_What you will do:_ This exercise calls for copying every line below that holds the word "const".
◇ ◇ ◇
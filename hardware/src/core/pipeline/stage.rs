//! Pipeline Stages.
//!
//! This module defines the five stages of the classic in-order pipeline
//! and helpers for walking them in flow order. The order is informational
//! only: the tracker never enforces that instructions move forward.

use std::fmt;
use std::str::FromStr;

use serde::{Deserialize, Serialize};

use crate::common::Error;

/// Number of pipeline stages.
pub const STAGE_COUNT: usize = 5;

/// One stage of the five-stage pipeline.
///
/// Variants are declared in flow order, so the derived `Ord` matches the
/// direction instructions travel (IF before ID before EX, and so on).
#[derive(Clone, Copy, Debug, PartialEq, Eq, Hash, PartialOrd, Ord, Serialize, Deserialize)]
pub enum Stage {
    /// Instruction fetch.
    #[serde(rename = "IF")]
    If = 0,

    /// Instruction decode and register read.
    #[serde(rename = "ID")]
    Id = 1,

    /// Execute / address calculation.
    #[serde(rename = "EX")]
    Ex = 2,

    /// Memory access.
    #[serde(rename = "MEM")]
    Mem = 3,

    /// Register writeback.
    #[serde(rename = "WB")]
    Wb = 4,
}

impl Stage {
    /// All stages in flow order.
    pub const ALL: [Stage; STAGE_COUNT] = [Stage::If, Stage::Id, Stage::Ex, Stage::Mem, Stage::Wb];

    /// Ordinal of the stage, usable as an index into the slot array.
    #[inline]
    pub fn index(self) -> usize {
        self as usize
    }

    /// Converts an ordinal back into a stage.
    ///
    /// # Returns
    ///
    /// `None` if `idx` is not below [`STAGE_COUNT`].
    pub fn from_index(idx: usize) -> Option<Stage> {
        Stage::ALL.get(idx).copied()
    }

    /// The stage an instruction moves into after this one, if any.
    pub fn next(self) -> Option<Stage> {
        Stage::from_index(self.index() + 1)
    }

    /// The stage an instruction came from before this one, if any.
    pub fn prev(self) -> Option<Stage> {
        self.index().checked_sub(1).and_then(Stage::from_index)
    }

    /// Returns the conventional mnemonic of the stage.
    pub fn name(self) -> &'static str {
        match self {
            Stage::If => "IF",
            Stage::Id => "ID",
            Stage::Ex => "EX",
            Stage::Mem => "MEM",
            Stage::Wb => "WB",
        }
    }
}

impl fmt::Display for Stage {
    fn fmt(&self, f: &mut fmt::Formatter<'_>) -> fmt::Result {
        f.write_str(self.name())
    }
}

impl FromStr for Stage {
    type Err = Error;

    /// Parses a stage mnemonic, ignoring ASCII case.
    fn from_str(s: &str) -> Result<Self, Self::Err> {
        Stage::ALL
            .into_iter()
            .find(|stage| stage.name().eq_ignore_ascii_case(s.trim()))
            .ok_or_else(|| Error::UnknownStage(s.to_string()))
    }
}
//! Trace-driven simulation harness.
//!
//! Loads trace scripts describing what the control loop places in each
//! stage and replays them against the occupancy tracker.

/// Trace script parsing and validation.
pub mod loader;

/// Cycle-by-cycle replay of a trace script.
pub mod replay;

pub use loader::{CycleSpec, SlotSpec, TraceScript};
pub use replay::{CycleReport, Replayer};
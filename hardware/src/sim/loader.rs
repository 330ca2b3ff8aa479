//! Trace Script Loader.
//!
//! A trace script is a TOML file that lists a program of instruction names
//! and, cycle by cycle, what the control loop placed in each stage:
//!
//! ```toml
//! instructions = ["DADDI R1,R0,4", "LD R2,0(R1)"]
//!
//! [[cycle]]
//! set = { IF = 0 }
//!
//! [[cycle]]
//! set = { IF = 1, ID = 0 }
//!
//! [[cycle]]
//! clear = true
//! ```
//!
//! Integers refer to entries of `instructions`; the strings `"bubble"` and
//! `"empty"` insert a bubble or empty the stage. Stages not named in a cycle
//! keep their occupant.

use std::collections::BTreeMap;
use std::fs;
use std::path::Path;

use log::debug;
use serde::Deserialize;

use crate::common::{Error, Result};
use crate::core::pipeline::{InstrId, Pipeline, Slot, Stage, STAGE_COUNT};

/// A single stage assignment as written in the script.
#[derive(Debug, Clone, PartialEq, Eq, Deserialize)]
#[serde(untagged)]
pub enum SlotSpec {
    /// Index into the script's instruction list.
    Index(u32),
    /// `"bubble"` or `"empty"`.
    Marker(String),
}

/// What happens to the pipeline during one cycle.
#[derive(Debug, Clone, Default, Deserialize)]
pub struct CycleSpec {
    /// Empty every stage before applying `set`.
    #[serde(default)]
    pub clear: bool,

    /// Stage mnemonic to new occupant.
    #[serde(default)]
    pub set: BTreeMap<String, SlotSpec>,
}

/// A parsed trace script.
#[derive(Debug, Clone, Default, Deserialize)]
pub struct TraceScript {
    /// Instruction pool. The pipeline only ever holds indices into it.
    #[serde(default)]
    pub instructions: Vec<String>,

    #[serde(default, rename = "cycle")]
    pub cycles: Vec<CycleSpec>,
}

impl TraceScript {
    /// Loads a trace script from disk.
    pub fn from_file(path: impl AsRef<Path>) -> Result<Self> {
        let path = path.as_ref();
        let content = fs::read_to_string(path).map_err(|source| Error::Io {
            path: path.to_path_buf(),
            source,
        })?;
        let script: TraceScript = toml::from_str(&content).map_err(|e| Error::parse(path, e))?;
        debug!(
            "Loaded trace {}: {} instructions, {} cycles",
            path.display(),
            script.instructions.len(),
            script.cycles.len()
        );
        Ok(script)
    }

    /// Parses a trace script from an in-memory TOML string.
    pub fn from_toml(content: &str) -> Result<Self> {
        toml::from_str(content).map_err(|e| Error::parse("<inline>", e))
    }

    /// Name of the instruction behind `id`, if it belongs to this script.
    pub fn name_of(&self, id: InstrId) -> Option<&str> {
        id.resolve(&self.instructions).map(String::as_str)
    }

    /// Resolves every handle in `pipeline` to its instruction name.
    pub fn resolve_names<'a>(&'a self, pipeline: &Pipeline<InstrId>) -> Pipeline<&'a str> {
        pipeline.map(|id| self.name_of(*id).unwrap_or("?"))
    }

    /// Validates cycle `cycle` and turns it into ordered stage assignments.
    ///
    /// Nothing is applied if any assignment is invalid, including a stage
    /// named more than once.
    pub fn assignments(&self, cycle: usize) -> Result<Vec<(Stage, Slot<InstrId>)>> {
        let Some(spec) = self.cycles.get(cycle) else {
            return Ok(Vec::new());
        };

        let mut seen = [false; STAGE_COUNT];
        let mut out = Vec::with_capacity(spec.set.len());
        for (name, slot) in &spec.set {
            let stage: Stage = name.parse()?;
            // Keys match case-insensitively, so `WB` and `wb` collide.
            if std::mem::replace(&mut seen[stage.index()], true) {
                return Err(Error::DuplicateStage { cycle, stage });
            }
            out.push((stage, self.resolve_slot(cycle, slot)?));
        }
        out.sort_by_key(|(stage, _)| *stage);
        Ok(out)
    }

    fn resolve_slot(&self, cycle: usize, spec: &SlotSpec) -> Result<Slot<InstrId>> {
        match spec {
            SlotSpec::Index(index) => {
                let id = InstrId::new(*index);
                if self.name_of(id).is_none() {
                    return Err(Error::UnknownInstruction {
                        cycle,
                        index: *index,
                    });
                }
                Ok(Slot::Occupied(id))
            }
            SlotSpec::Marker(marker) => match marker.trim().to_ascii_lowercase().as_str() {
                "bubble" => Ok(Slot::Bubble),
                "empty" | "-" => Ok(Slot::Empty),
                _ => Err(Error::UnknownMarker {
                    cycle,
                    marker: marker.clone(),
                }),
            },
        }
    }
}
◇ ◇ ◇
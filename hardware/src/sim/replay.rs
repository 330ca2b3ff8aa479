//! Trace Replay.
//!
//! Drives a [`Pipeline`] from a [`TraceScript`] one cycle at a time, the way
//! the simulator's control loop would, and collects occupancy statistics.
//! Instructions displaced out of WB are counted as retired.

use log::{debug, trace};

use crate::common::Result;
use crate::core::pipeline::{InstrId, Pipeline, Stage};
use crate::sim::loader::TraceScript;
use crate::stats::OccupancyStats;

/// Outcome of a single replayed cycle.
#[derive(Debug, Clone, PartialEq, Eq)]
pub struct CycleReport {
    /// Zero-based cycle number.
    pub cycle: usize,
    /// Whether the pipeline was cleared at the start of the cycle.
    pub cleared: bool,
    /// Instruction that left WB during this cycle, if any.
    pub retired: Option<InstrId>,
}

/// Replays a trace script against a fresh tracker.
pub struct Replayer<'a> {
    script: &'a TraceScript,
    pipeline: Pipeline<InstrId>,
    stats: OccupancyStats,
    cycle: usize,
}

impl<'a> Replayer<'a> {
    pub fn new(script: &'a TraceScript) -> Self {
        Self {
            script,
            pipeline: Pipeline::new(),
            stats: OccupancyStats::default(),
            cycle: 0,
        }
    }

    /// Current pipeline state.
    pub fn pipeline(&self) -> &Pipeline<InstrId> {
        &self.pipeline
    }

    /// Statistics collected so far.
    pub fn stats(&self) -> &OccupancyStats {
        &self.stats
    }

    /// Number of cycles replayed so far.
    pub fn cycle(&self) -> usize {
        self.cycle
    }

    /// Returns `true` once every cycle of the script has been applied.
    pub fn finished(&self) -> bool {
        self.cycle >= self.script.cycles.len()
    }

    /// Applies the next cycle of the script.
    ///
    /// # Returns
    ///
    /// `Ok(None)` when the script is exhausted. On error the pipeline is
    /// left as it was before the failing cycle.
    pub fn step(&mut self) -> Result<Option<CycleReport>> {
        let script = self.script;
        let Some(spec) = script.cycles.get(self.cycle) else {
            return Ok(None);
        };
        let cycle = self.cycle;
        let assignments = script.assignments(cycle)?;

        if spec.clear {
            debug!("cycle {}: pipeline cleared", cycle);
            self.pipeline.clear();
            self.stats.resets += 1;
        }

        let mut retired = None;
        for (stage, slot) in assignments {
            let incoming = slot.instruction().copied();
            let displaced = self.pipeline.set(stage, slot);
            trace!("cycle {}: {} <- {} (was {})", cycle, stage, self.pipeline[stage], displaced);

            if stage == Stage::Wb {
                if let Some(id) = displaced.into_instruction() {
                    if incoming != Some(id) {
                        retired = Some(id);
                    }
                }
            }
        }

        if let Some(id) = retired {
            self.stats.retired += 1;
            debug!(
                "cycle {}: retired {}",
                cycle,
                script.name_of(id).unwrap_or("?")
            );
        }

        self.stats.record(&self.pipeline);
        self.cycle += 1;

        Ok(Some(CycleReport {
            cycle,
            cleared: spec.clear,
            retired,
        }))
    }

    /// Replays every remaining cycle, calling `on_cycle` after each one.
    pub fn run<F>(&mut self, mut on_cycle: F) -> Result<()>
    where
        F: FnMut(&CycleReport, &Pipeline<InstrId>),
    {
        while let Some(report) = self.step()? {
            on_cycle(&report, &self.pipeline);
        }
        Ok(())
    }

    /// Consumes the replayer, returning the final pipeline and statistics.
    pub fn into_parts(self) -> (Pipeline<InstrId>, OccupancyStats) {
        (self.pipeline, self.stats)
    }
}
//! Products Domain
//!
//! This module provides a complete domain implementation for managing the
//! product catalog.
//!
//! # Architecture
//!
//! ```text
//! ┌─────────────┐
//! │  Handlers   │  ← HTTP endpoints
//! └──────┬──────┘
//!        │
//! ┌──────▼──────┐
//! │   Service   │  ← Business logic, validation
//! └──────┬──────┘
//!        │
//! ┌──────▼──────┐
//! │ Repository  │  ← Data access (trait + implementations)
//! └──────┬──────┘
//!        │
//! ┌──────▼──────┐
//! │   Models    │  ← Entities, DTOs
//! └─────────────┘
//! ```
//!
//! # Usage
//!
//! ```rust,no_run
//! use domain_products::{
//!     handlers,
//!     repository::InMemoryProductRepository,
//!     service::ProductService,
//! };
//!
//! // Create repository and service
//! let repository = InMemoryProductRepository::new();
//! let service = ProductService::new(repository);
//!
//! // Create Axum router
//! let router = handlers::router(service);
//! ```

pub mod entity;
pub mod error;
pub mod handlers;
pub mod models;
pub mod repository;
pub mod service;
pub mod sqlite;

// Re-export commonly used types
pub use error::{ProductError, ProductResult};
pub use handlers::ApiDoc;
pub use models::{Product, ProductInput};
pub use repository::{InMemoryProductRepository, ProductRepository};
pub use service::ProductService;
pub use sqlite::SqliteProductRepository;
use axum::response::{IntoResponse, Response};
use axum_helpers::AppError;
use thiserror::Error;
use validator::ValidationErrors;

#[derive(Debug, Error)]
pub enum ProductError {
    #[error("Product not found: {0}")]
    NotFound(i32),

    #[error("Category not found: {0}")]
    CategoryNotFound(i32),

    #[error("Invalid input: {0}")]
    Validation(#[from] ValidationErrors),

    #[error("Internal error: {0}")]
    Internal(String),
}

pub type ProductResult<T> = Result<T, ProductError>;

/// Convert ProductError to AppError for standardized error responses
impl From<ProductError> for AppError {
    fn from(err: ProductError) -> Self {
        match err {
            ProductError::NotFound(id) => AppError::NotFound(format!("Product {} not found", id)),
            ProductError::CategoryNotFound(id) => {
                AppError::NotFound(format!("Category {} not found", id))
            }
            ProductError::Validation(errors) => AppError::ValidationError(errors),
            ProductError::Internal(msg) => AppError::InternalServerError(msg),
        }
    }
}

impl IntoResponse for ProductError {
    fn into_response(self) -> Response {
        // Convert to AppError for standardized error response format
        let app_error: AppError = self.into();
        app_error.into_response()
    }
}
◇ ◇ ◇
_Written solution:_
pub const STAGE_COUNT: usize = 5;
    pub const ALL: [Stage; STAGE_COUNT] = [Stage::If, Stage::Id, Stage::Ex, Stage::Mem, Stage::Wb];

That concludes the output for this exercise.